Collected data>
%%

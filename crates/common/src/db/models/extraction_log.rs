//! Extraction log entity
//!
//! Append-only audit trail of downloaded export files, one row per
//! successful download. The two most recent hashes per survey drive
//! duplicate-download detection.

use sea_orm::entity::prelude::*;
use serde::{Deserialize, Serialize};

#[derive(Clone, Debug, PartialEq, Eq, DeriveEntityModel, Serialize, Deserialize)]
#[sea_orm(table_name = "survey_responses_extraction_log")]
pub struct Model {
    #[sea_orm(primary_key)]
    pub id: i64,

    /// Platform-assigned survey identifier
    #[sea_orm(column_type = "Text")]
    pub survey_id: String,

    #[sea_orm(column_type = "Text")]
    pub file_name: String,

    pub file_size: i64,

    /// SHA-256 of the stored file, hex encoded
    #[sea_orm(column_type = "Text")]
    pub file_hash: String,

    pub extracted_at: DateTimeWithTimeZone,
}

#[derive(Copy, Clone, Debug, EnumIter, DeriveRelation)]
pub enum Relation {}

impl ActiveModelBehavior for ActiveModel {}
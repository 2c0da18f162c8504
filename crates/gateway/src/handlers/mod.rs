//! API handlers module

pub mod etl;
pub mod health;
pub mod status;

use axum::Json;
use chrono::{DateTime, Utc};
use serde::{Deserialize, Serialize};
use uuid::Uuid;

/// Uniform success envelope every endpoint returns
///
/// The failure side of the envelope is rendered by `AppError`'s
/// `IntoResponse` implementation.
#[derive(Debug, Serialize)]
pub struct ApiResponse<T: Serialize> {
    pub success: bool,
    pub timestamp: DateTime<Utc>,
    pub data: T,
}

impl<T: Serialize> ApiResponse<T> {
    pub fn ok(data: T) -> Json<Self> {
        Json(Self {
            success: true,
            timestamp: Utc::now(),
            data,
        })
    }
}

/// Common request body for the ETL endpoints
///
/// All fields are optional; an absent body means "all active surveys,
/// no organisation filter, no forced mapping update".
#[derive(Debug, Default, Deserialize)]
pub struct EtlRequest {
    #[serde(default)]
    pub survey_ids: Option<Vec<String>>,

    #[serde(default)]
    pub organisation_id: Option<Uuid>,

    #[serde(default)]
    pub force_mappings_update: bool,
}

#[cfg(test)]
mod tests {
    use crate::{create_router, AppState};
    use axum::body::Body;
    use axum::http::{header, Request, StatusCode};
    use qualtrics_etl_common::config::AppConfig;
    use qualtrics_etl_common::db::DbPool;
    use qualtrics_etl_common::qualtrics::MockQualtricsApi;
    use qualtrics_etl_common::storage::ExtractStore;
    use sea_orm::{DatabaseBackend, DatabaseConnection, MockDatabase};
    use std::collections::BTreeMap;
    use std::sync::Arc;
    use tower::ServiceExt;

    fn state_with(db: DatabaseConnection, dir: &std::path::Path) -> AppState {
        let mut config = AppConfig::default();
        config.storage.data_dir = dir.to_path_buf();

        AppState {
            store: ExtractStore::new(&config.storage),
            config: Arc::new(config),
            db: DbPool::from_connection(db),
            qualtrics: Arc::new(MockQualtricsApi::new()),
        }
    }

    async fn body_json(response: axum::response::Response) -> serde_json::Value {
        let bytes = axum::body::to_bytes(response.into_body(), usize::MAX)
            .await
            .unwrap();
        serde_json::from_slice(&bytes).unwrap()
    }

    #[tokio::test]
    async fn test_health_reports_healthy_when_database_answers() {
        let db = MockDatabase::new(DatabaseBackend::Postgres)
            .append_query_results([vec![BTreeMap::from([(
                "?column?",
                sea_orm::Value::from(1i32),
            )])]])
            .into_connection();

        let dir = tempfile::tempdir().unwrap();
        let app = create_router(state_with(db, dir.path()));

        let response = app
            .oneshot(Request::get("/health").body(Body::empty()).unwrap())
            .await
            .unwrap();

        assert_eq!(response.status(), StatusCode::OK);
        let body = body_json(response).await;
        assert_eq!(body["success"], true);
        assert_eq!(body["data"]["status"], "healthy");
    }

    #[tokio::test]
    async fn test_empty_survey_id_list_returns_validation_envelope() {
        let db = MockDatabase::new(DatabaseBackend::Postgres).into_connection();
        let dir = tempfile::tempdir().unwrap();
        let app = create_router(state_with(db, dir.path()));

        let response = app
            .oneshot(
                Request::post("/api/extract-data")
                    .header(header::CONTENT_TYPE, "application/json")
                    .body(Body::from(r#"{"survey_ids": []}"#))
                    .unwrap(),
            )
            .await
            .unwrap();

        assert_eq!(response.status(), StatusCode::BAD_REQUEST);
        let body = body_json(response).await;
        assert_eq!(body["success"], false);
        assert_eq!(body["error"]["code"], "VALIDATION_ERROR");
    }

    #[tokio::test]
    async fn test_status_degrades_sections_instead_of_failing() {
        // count finds three surveys; the id list and recent-log sections
        // come back empty
        let db = MockDatabase::new(DatabaseBackend::Postgres)
            .append_query_results([
                vec![BTreeMap::from([("total", sea_orm::Value::from(3i64))])],
                Vec::new(),
                Vec::new(),
            ])
            .into_connection();

        let dir = tempfile::tempdir().unwrap();
        let app = create_router(state_with(db, dir.path()));

        let response = app
            .oneshot(Request::get("/api/status").body(Body::empty()).unwrap())
            .await
            .unwrap();

        assert_eq!(response.status(), StatusCode::OK);
        let body = body_json(response).await;
        assert_eq!(body["data"]["survey_count"], 3);
        assert!(body["data"]["survey_ids"].as_array().unwrap().is_empty());
        assert_eq!(body["data"]["configuration"]["data_center"], "syd1");
    }
}
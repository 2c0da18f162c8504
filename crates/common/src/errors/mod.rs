//! Error types for the Qualtrics ETL services
//!
//! Provides a comprehensive error handling system with:
//! - Distinct error types for different failure modes
//! - HTTP status code mapping
//! - Structured error responses in the uniform envelope
//! - Error codes for client handling

use axum::{
    http::StatusCode,
    response::{IntoResponse, Response},
    Json,
};
use chrono::{DateTime, Utc};
use serde::{Deserialize, Serialize};
use thiserror::Error;

/// Result type alias using AppError
pub type Result<T> = std::result::Result<T, AppError>;

/// Error codes for machine-readable error identification
#[derive(Debug, Clone, Copy, Serialize, Deserialize, PartialEq, Eq)]
#[serde(rename_all = "SCREAMING_SNAKE_CASE")]
pub enum ErrorCode {
    // Validation errors (1xxx)
    ValidationError,

    // Resource errors (4xxx)
    NotFound,
    SurveyNotFound,
    NoSurveysFound,

    // Database errors (7xxx)
    DatabaseError,
    ConnectionError,

    // Remote platform errors (8xxx)
    RemoteRequestError,
    ExportTimeout,

    // Internal errors (9xxx)
    InternalError,
    SerializationError,

    // Service unavailable
    ServiceUnavailable,
}

impl ErrorCode {
    /// Get the numeric code for this error
    pub fn as_code(&self) -> u16 {
        match self {
            // Validation (1xxx)
            ErrorCode::ValidationError => 1001,

            // Resources (4xxx)
            ErrorCode::NotFound => 4001,
            ErrorCode::SurveyNotFound => 4002,
            ErrorCode::NoSurveysFound => 4003,

            // Database (7xxx)
            ErrorCode::DatabaseError => 7001,
            ErrorCode::ConnectionError => 7002,

            // Remote platform (8xxx)
            ErrorCode::RemoteRequestError => 8001,
            ErrorCode::ExportTimeout => 8002,

            // Internal (9xxx)
            ErrorCode::InternalError => 9001,
            ErrorCode::SerializationError => 9003,

            ErrorCode::ServiceUnavailable => 9999,
        }
    }
}

/// Application error types
#[derive(Error, Debug)]
pub enum AppError {
    // Validation errors
    #[error("Validation failed: {message}")]
    Validation {
        message: String,
        field: Option<String>,
    },

    // Resource errors
    #[error("Resource not found: {resource_type} for {id}")]
    NotFound { resource_type: String, id: String },

    #[error("Survey with qualtrics_survey_id {id} not found in database")]
    SurveyNotFound { id: String },

    #[error("No surveys found in database")]
    NoSurveysFound,

    // Remote platform errors
    #[error("Qualtrics request failed for survey {survey_id}: {message}")]
    RemoteRequest { survey_id: String, message: String },

    #[error("Export for survey {survey_id} did not complete within {waited_secs} seconds")]
    ExportTimeout { survey_id: String, waited_secs: u64 },

    // Database errors
    #[error("Database error: {0}")]
    Database(#[from] sea_orm::DbErr),

    #[error("Database connection error: {message}")]
    DatabaseConnection { message: String },

    // Internal errors
    #[error("Internal server error: {message}")]
    Internal { message: String },

    #[error("Serialization error: {0}")]
    Serialization(#[from] serde_json::Error),

    #[error("Service unavailable: {message}")]
    ServiceUnavailable { message: String },

    // Generic
    #[error("{0}")]
    Other(#[from] anyhow::Error),
}

impl AppError {
    /// Get the error code for this error
    pub fn code(&self) -> ErrorCode {
        match self {
            AppError::Validation { .. } => ErrorCode::ValidationError,
            AppError::NotFound { .. } => ErrorCode::NotFound,
            AppError::SurveyNotFound { .. } => ErrorCode::SurveyNotFound,
            AppError::NoSurveysFound => ErrorCode::NoSurveysFound,
            AppError::RemoteRequest { .. } => ErrorCode::RemoteRequestError,
            AppError::ExportTimeout { .. } => ErrorCode::ExportTimeout,
            AppError::Database(_) => ErrorCode::DatabaseError,
            AppError::DatabaseConnection { .. } => ErrorCode::ConnectionError,
            AppError::Internal { .. } => ErrorCode::InternalError,
            AppError::Serialization(_) => ErrorCode::SerializationError,
            AppError::ServiceUnavailable { .. } => ErrorCode::ServiceUnavailable,
            AppError::Other(_) => ErrorCode::InternalError,
        }
    }

    /// Get the HTTP status code for this error
    pub fn status_code(&self) -> StatusCode {
        match self {
            // 400 Bad Request
            AppError::Validation { .. } => StatusCode::BAD_REQUEST,

            // 404 Not Found
            AppError::NotFound { .. }
            | AppError::SurveyNotFound { .. }
            | AppError::NoSurveysFound => StatusCode::NOT_FOUND,

            // 500 Internal Server Error
            AppError::RemoteRequest { .. }
            | AppError::ExportTimeout { .. }
            | AppError::Database(_)
            | AppError::Internal { .. }
            | AppError::Serialization(_)
            | AppError::Other(_) => StatusCode::INTERNAL_SERVER_ERROR,

            // 503 Service Unavailable
            AppError::DatabaseConnection { .. } | AppError::ServiceUnavailable { .. } => {
                StatusCode::SERVICE_UNAVAILABLE
            }
        }
    }

    /// Check if this error should be logged at error level
    pub fn is_server_error(&self) -> bool {
        self.status_code().is_server_error()
    }

    /// Check if this error is a client error
    pub fn is_client_error(&self) -> bool {
        self.status_code().is_client_error()
    }
}

/// Structured error response in the uniform API envelope
#[derive(Debug, Serialize, Deserialize)]
pub struct ErrorResponse {
    pub success: bool,
    pub timestamp: DateTime<Utc>,
    pub error: ErrorDetails,
}

#[derive(Debug, Serialize, Deserialize)]
pub struct ErrorDetails {
    pub code: ErrorCode,
    pub message: String,
}

impl IntoResponse for AppError {
    fn into_response(self) -> Response {
        let status = self.status_code();
        let code = self.code();
        let message = self.to_string();

        // Log based on severity
        if self.is_server_error() {
            tracing::error!(
                error = %message,
                code = ?code,
                status = status.as_u16(),
                "Server error"
            );
        } else if self.is_client_error() {
            tracing::warn!(
                error = %message,
                code = ?code,
                status = status.as_u16(),
                "Client error"
            );
        }

        let body = ErrorResponse {
            success: false,
            timestamp: Utc::now(),
            error: ErrorDetails { code, message },
        };

        (status, Json(body)).into_response()
    }
}

impl From<std::io::Error> for AppError {
    fn from(err: std::io::Error) -> Self {
        AppError::Internal {
            message: err.to_string(),
        }
    }
}

#[cfg(test)]
mod tests {
    use super::*;

    #[test]
    fn test_error_code_mapping() {
        let err = AppError::SurveyNotFound { id: "SV_test".into() };
        assert_eq!(err.code(), ErrorCode::SurveyNotFound);
        assert_eq!(err.status_code(), StatusCode::NOT_FOUND);
    }

    #[test]
    fn test_validation_error() {
        let err = AppError::Validation {
            message: "No survey IDs provided".into(),
            field: Some("survey_ids".into()),
        };
        assert_eq!(err.status_code(), StatusCode::BAD_REQUEST);
        assert!(!err.is_server_error());
        assert!(err.is_client_error());
    }

    #[test]
    fn test_export_timeout_is_server_error() {
        let err = AppError::ExportTimeout {
            survey_id: "SV_test".into(),
            waited_secs: 300,
        };
        assert_eq!(err.status_code(), StatusCode::INTERNAL_SERVER_ERROR);
        assert!(err.is_server_error());
    }

    #[test]
    fn test_connection_error_maps_to_unavailable() {
        let err = AppError::DatabaseConnection {
            message: "pool exhausted".into(),
        };
        assert_eq!(err.status_code(), StatusCode::SERVICE_UNAVAILABLE);
    }
}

%%

TASK DIRECTIONS> Show, from the records above, every line that includes "ApiResponse".

OUTPUT FOR THIS EXERCISE>
pub struct ApiResponse<T: Serialize> {
impl<T: Serialize> ApiResponse<T> {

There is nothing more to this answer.